Было уже темно. Там, где мы стояли, у берега образовывался противоток, и вода в нем кружила. Рыбу я увидел сразу же. Ее было много. Судаки, в свете фонаря, висели кверху брюхом в прозрачной воде, распахнув свой зубастый рот и расшеперив жаберные крышки, просвечиваемые фонарным светом насквозь, и бросая тень на дно.. Какие-то были расклеваны чайками, и влачили за собой выпавшие потроха. За этой заводью мимо тек поток, мощь которого ощущалась в его дыхании.

- Здесь много рыбы, - крикнул я, - как узнать, где свежая?

- Жабры должны быть темно-красными.

Я выудил из холодной воды нескольких судаков. Палатку уже поставили и развели огонь. Я бросил куски рыбы на сковородку, которую я брал во все походы вместе с бутылкой масла и пакетом муки, после того, как прочел один рассказа Хэмингуэя про рыбалку. После этого в походах я пек блины или жарил грибы. До того мы с Борей ели суп и кашу из концентратов, и иногда консервы, если удавалось их достать.

Женя разлил по кружкам водку. Нет ничего вкуснее свежей рыбы у костра.

- Мы сейчас сидим в запретной зоне плотины, - сказал Женя, - рыбалка здесь категорически запрещена, да и просто так находиться нельзя. В любую минуту может нарисоваться рыбнадзор или мент. Поэтому, мы - просто туристы на привале. Вот поедим, переночуем, и пойдем дальше. Никакую рыбу им показывать нельзя. Надо ее прятать.

- А почему запрещена рыбалка?

- Во-первых, сезон еще не наступил, а во-вторых, вся рыба поднимается вверх по реке, натыкается на плотину, и накапливается. Здесь ловить ее было бы слишком легко.

- А как же рыбаки, повыше нас, мимо которых мы проходили? У них палатки, и спиннинги в открытую стоят.

- А это какие надо рыбаки. Нам с ними нечего ровняться.
 
Утро было свежее и безоблачное. Солнце взошло над плотиной и облило сиянием и блеском зеленоватый могучий поток воды, весь в змеящихся разводах, вытекающий неизвестно как из под плотины, перегораживающей скалистый каньон.

- Гляди, рыба!

- Где?

- Вон плывет.

Далеко выше по течению, на потоке обозначилась белое пятнышко.

- Давай, достань ее.
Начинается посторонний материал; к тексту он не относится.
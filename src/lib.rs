//! Sonoscan - structural audio metadata scanner
//!
//! This library crate exposes the CLI's configuration, reporting and seek
//! helpers for integration testing. Parsing lives in `sonoscan-media`.

pub mod config;
pub mod report;
pub mod seek;
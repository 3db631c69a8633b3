//! ID3v2 tag boundaries.
//!
//! Only the header is interpreted here. Frame decoding belongs to an
//! [`Id3Decoder`] supplied by the caller.

use crate::cursor::ByteCursor;
use crate::{Error, Result};
use sonoscan_common::TagMap;
use std::io::{Read, Seek};
use tracing::debug;

/// Size of the ID3v2 header and of the optional footer.
pub const ID3_HEADER_SIZE: usize = 10;

const FLAG_FOOTER: u8 = 0x10;

/// A detected ID3v2 header.
#[derive(Debug, Clone, Copy, PartialEq, Eq)]
pub struct Id3Header {
    pub major: u8,
    pub revision: u8,
    pub flags: u8,
    /// Synchsafe tag size, excluding header and footer.
    pub tag_size: u32,
}

impl Id3Header {
    /// Recognise `ID3` followed by a version below 0xFF and four synchsafe
    /// size bytes.
    pub fn detect(raw: &[u8]) -> Option<Self> {
        let raw = raw.get(..ID3_HEADER_SIZE)?;
        if &raw[..3] != b"ID3" || raw[3] == 0xFF || raw[4] == 0xFF {
            return None;
        }
        if raw[6..10].iter().any(|b| b & 0x80 != 0) {
            return None;
        }
        let tag_size = raw[6..10]
            .iter()
            .fold(0u32, |size, b| (size << 7) | u32::from(*b));
        Some(Self {
            major: raw[3],
            revision: raw[4],
            flags: raw[5],
            tag_size,
        })
    }

    pub fn has_footer(&self) -> bool {
        self.flags & FLAG_FOOTER != 0
    }

    /// Bytes occupied by the whole tag, header and footer included.
    pub fn total_size(&self) -> u64 {
        let footer = if self.has_footer() { ID3_HEADER_SIZE as u64 } else { 0 };
        ID3_HEADER_SIZE as u64 + u64::from(self.tag_size) + footer
    }

    pub fn version(&self) -> String {
        format!("ID3v2.{}.{}", self.major, self.revision)
    }
}

/// Decodes the bytes of an ID3v2 tag into tags.
pub trait Id3Decoder {
    /// `tag` holds the whole tag, starting with its 10-byte header.
    fn decode(&mut self, tag: &[u8]) -> Result<TagMap>;
}

/// Decoder that records nothing.
#[derive(Debug, Clone, Copy, Default)]
pub struct SkipId3;

impl Id3Decoder for SkipId3 {
    fn decode(&mut self, _tag: &[u8]) -> Result<TagMap> {
        Ok(TagMap::new())
    }
}

/// Consume an ID3v2 tag at the cursor, merging what `decoder` returns.
///
/// Returns the tag version, or `None` with the cursor untouched when there is
/// no tag.
pub(crate) fn read_leading_tag<R: Read + Seek>(
    cursor: &mut ByteCursor<R>,
    decoder: &mut dyn Id3Decoder,
    tags: &mut TagMap,
) -> Result<Option<String>> {
    let avail = cursor.fill_up_to(ID3_HEADER_SIZE)?;
    let Some(header) = Id3Header::detect(&cursor.window()[..avail]) else {
        return Ok(None);
    };

    let total = header.total_size();
    if total > cursor.remaining() {
        return Err(Error::malformed(format!(
            "ID3v2 tag of {} bytes extends past end of file ({} remain)",
            total,
            cursor.remaining()
        )));
    }
    let offset = cursor.position();
    let tag = cursor.take(total as usize)?;
    debug!(offset, size = total, version = %header.version(), "Found ID3v2 tag");
    tags.extend(decoder.decode(&tag)?);
    Ok(Some(header.version()))
}
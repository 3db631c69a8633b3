//! FLAC metadata blocks.

use crate::{Error, Result};
use bitstream_io::{BigEndian, BitRead, BitReader};
use bytes::{Buf, Bytes};
use sonoscan_common::{TagMap, TagValue};
use std::fmt::Write as _;
use tracing::warn;

/// Size of a STREAMINFO body.
pub const STREAMINFO_SIZE: u32 = 34;
/// Size of one SEEKTABLE record.
pub const SEEK_POINT_SIZE: usize = 18;
/// Sample number marking an unused seek point.
pub const PLACEHOLDER_POINT: u64 = u64::MAX;

/// Metadata block type.
#[derive(Debug, Clone, Copy, PartialEq, Eq)]
pub enum BlockType {
    StreamInfo,
    Padding,
    Application,
    SeekTable,
    VorbisComment,
    CueSheet,
    Picture,
    Reserved(u8),
}

impl From<u8> for BlockType {
    fn from(code: u8) -> Self {
        match code {
            0 => Self::StreamInfo,
            1 => Self::Padding,
            2 => Self::Application,
            3 => Self::SeekTable,
            4 => Self::VorbisComment,
            5 => Self::CueSheet,
            6 => Self::Picture,
            other => Self::Reserved(other),
        }
    }
}

/// The 4-byte header in front of every metadata block.
#[derive(Debug, Clone, Copy, PartialEq, Eq)]
pub struct BlockHeader {
    pub block_type: BlockType,
    pub is_last: bool,
    pub length: u32,
}

impl BlockHeader {
    pub fn parse(raw: [u8; 4]) -> Self {
        Self {
            block_type: BlockType::from(raw[0] & 0x7F),
            is_last: raw[0] & 0x80 != 0,
            length: u32::from_be_bytes([0, raw[1], raw[2], raw[3]]),
        }
    }
}

/// Decoded STREAMINFO block.
#[derive(Debug, Clone, Copy, PartialEq, Eq)]
pub struct StreamInfo {
    pub min_block_size: u16,
    pub max_block_size: u16,
    pub min_frame_size: u32,
    pub max_frame_size: u32,
    pub sample_rate: u32,
    pub channels: u8,
    pub bits_per_sample: u8,
    /// 0 when unknown.
    pub total_samples: u64,
    pub md5: [u8; 16],
}

impl StreamInfo {
    pub fn parse(raw: &[u8]) -> Result<Self> {
        if raw.len() < STREAMINFO_SIZE as usize {
            return Err(Error::malformed(format!(
                "STREAMINFO is {} bytes, expected {}",
                raw.len(),
                STREAMINFO_SIZE
            )));
        }
        let mut reader = BitReader::endian(raw, BigEndian);
        let mut info = Self {
            min_block_size: reader.read(16)?,
            max_block_size: reader.read(16)?,
            min_frame_size: reader.read(24)?,
            max_frame_size: reader.read(24)?,
            sample_rate: reader.read(20)?,
            channels: reader.read::<u8>(3)? + 1,
            bits_per_sample: reader.read::<u8>(5)? + 1,
            total_samples: reader.read(36)?,
            md5: [0; 16],
        };
        reader.read_bytes(&mut info.md5)?;
        Ok(info)
    }

    pub fn md5_hex(&self) -> String {
        hex(&self.md5)
    }
}

/// One SEEKTABLE entry. `stream_offset` is relative to the first frame.
#[derive(Debug, Clone, Copy, PartialEq, Eq)]
pub struct SeekPoint {
    pub sample_number: u64,
    pub stream_offset: u64,
    pub frame_samples: u16,
}

/// Decode a SEEKTABLE, skipping placeholders and out-of-order points.
pub fn parse_seektable(mut raw: Bytes) -> Vec<SeekPoint> {
    let mut points: Vec<SeekPoint> = Vec::with_capacity(raw.len() / SEEK_POINT_SIZE);
    while raw.remaining() >= SEEK_POINT_SIZE {
        let point = SeekPoint {
            sample_number: raw.get_u64(),
            stream_offset: raw.get_u64(),
            frame_samples: raw.get_u16(),
        };
        if point.sample_number == PLACEHOLDER_POINT {
            continue;
        }
        if let Some(prev) = points.last() {
            if point.sample_number <= prev.sample_number || point.stream_offset < prev.stream_offset
            {
                warn!(
                    sample = point.sample_number,
                    offset = point.stream_offset,
                    "Dropping out-of-order seek point"
                );
                continue;
            }
        }
        points.push(point);
    }
    points
}

/// Checked big-endian reads over a block body.
struct BlockReader {
    data: Bytes,
    block: &'static str,
}

impl BlockReader {
    fn new(data: Bytes, block: &'static str) -> Self {
        Self { data, block }
    }

    fn need(&self, n: usize) -> Result<()> {
        if self.data.remaining() < n {
            return Err(Error::malformed(format!(
                "{} block truncated: need {} bytes, have {}",
                self.block,
                n,
                self.data.remaining()
            )));
        }
        Ok(())
    }

    fn u8(&mut self) -> Result<u8> {
        self.need(1)?;
        Ok(self.data.get_u8())
    }

    fn u32(&mut self) -> Result<u32> {
        self.need(4)?;
        Ok(self.data.get_u32())
    }

    fn u64(&mut self) -> Result<u64> {
        self.need(8)?;
        Ok(self.data.get_u64())
    }

    fn bytes(&mut self, n: usize) -> Result<Bytes> {
        self.need(n)?;
        Ok(self.data.split_to(n))
    }

    fn skip(&mut self, n: usize) -> Result<()> {
        self.need(n)?;
        self.data.advance(n);
        Ok(())
    }

    fn string(&mut self, n: usize) -> Result<String> {
        let raw = self.bytes(n)?;
        Ok(String::from_utf8_lossy(&raw)
            .trim_end_matches('\0')
            .to_string())
    }
}

/// Decode a PICTURE block into a tag map.
pub fn parse_picture(data: Bytes, include_artwork: bool) -> Result<TagMap> {
    let mut r = BlockReader::new(data, "PICTURE");
    let mut picture = TagMap::new();

    picture.insert("picture_type".into(), r.u32()?.into());
    let mime_len = r.u32()? as usize;
    picture.insert("mime_type".into(), r.string(mime_len)?.into());
    let desc_len = r.u32()? as usize;
    picture.insert("description".into(), r.string(desc_len)?.into());
    picture.insert("width".into(), r.u32()?.into());
    picture.insert("height".into(), r.u32()?.into());
    picture.insert("depth".into(), r.u32()?.into());
    picture.insert("color_index".into(), r.u32()?.into());
    let image_len = r.u32()? as usize;
    picture.insert("image_size".into(), TagValue::Integer(image_len as i64));
    if include_artwork {
        picture.insert("image_data".into(), r.bytes(image_len)?.to_vec().into());
    } else {
        r.skip(image_len)?;
    }

    Ok(picture)
}

/// Decode an APPLICATION block into (hex application id, payload).
pub fn parse_application(data: Bytes) -> Result<(String, Vec<u8>)> {
    let mut r = BlockReader::new(data, "APPLICATION");
    let id = r.bytes(4)?;
    let rest = r.data.to_vec();
    Ok((hex(&id), rest))
}

/// Render a CUESHEET block as cue sheet text lines.
///
/// Index times are rendered as mm:ss:ff with 75 frames per second.
pub fn parse_cuesheet(data: Bytes, sample_rate: u32, file_name: Option<&str>) -> Result<Vec<String>> {
    let mut r = BlockReader::new(data, "CUESHEET");
    let mut lines = Vec::new();

    let catalog = r.string(128)?;
    let lead_in = r.u64()?;
    let is_cd = r.u8()? & 0x80 != 0;
    r.skip(258)?;
    let track_count = r.u8()?;

    if !catalog.is_empty() {
        lines.push(format!("CATALOG {}", catalog));
    }
    if let Some(name) = file_name {
        lines.push(format!("FILE \"{}\" FLAC", name));
    }

    for _ in 0..track_count {
        let track_offset = r.u64()?;
        let number = r.u8()?;
        let isrc = r.string(12)?;
        r.skip(14)?; // type, pre-emphasis, reserved
        let index_count = r.u8()?;

        let is_lead_out = number == 170 || (number == 255 && !is_cd);
        if is_lead_out {
            lines.push(format!("REM FLAC__lead-out {} {}", number, track_offset));
        } else {
            lines.push(format!("  TRACK {:02} AUDIO", number));
            if !isrc.is_empty() {
                lines.push(format!("    ISRC {}", isrc));
            }
        }

        for _ in 0..index_count {
            let index_offset = r.u64()?;
            let index_number = r.u8()?;
            r.skip(3)?;
            if !is_lead_out {
                let sample = track_offset
                    .checked_add(index_offset)
                    .ok_or_else(|| Error::malformed("cuesheet index offset overflows"))?;
                lines.push(format!(
                    "    INDEX {:02} {}",
                    index_number,
                    cue_time(sample, sample_rate)?
                ));
            }
        }
    }

    if is_cd {
        lines.push(format!("REM FLAC__lead-in {}", lead_in));
    }
    Ok(lines)
}

/// `MM:SS:FF` at 75 CD frames per second.
fn cue_time(sample: u64, sample_rate: u32) -> Result<String> {
    let frames = if sample_rate == 0 {
        0
    } else {
        sample
            .checked_mul(75)
            .ok_or_else(|| Error::malformed("cuesheet index beyond any playable position"))?
            / sample_rate as u64
    };
    Ok(format!(
        "{:02}:{:02}:{:02}",
        frames / (75 * 60),
        (frames / 75) % 60,
        frames % 75
    ))
}

fn hex(bytes: &[u8]) -> String {
    let mut out = String::with_capacity(bytes.len() * 2);
    for b in bytes {
        let _ = write!(out, "{:02x}", b);
    }
    out
}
Да зайди немного повыше, а то тебя снесет течением к скалам.

Я забежал с лодкой немного вверх, плюхнулся на воду, и погреб. Белое пятнышко разрослась в судачью голову. Выражение этой головы было ужасно. Глаза выбило из орбит и они торчали двумя шарами по сторонам, как у стрекозы или аквариумной рыбки. Жаберные крышки растопырились в стороы как крылья у бабочки. В широко распахнутой пасти торчали зубы. Все это просвечивало на солнце. Тело уходило под воду, прозрачную, как в горном ручье. Мутная вода Или в этом водохранилище отстаивалась.

Я подцепил судака пальцами под жабры. Он судорожно трепыхнулся было, и запрыгал в лодке, но через пару секунд затих.

И рыбалка пошла.

Надо было просто следить за рекой, и при виде белого пятна плыть ему наперерез. Глушака – так мы назвали добычу, взять под жабры было нетрудно. Один раз я сделал это неловко, и глушак судоржным импульсом ушел под воду. Я было огорчился, но он через несколько секунд всплыл неподалеку. Один раз я выплыл поздно и увидел, что обратный путь может закончиться у скал, на порогах. Тогда я поплыл к противоположному берегу, и потом тащил лодку вверх по течению, чтобы снова пересечь реку. Разумеется, босиком, по острым камням.

Все это время через наш лагерь тянулись местные, лет двенадцати-тринадцати, мальчишки-браконьеры, в основном, капчагайские. Они охотно вступали в разговоры. Женя подробно расспрашивал каждого.

- А что, рыбнадзор здесь часто шурует?

- Все время. Это сегодня все празднуют, а завтра они появятся.

- И как ты с ними общаешься?

- Ага, общаюсь. Бегу в горы, если увижу. Он туда за мной не побежит.

- А если внезапно поймают?

- Если поймает с рыбой – то сдаст в детскую комнату.

- Это плохо?

- Конечно. Это привод. А у меня их уже много. На родителей могут штраф наложить.

- Отец, поди, выпорет?

- Скорее всего. А сами-то мою рыбу, небось, едят. Но с рыбой меня редко ловят. А поймают без рыбы - только пендаля дадут.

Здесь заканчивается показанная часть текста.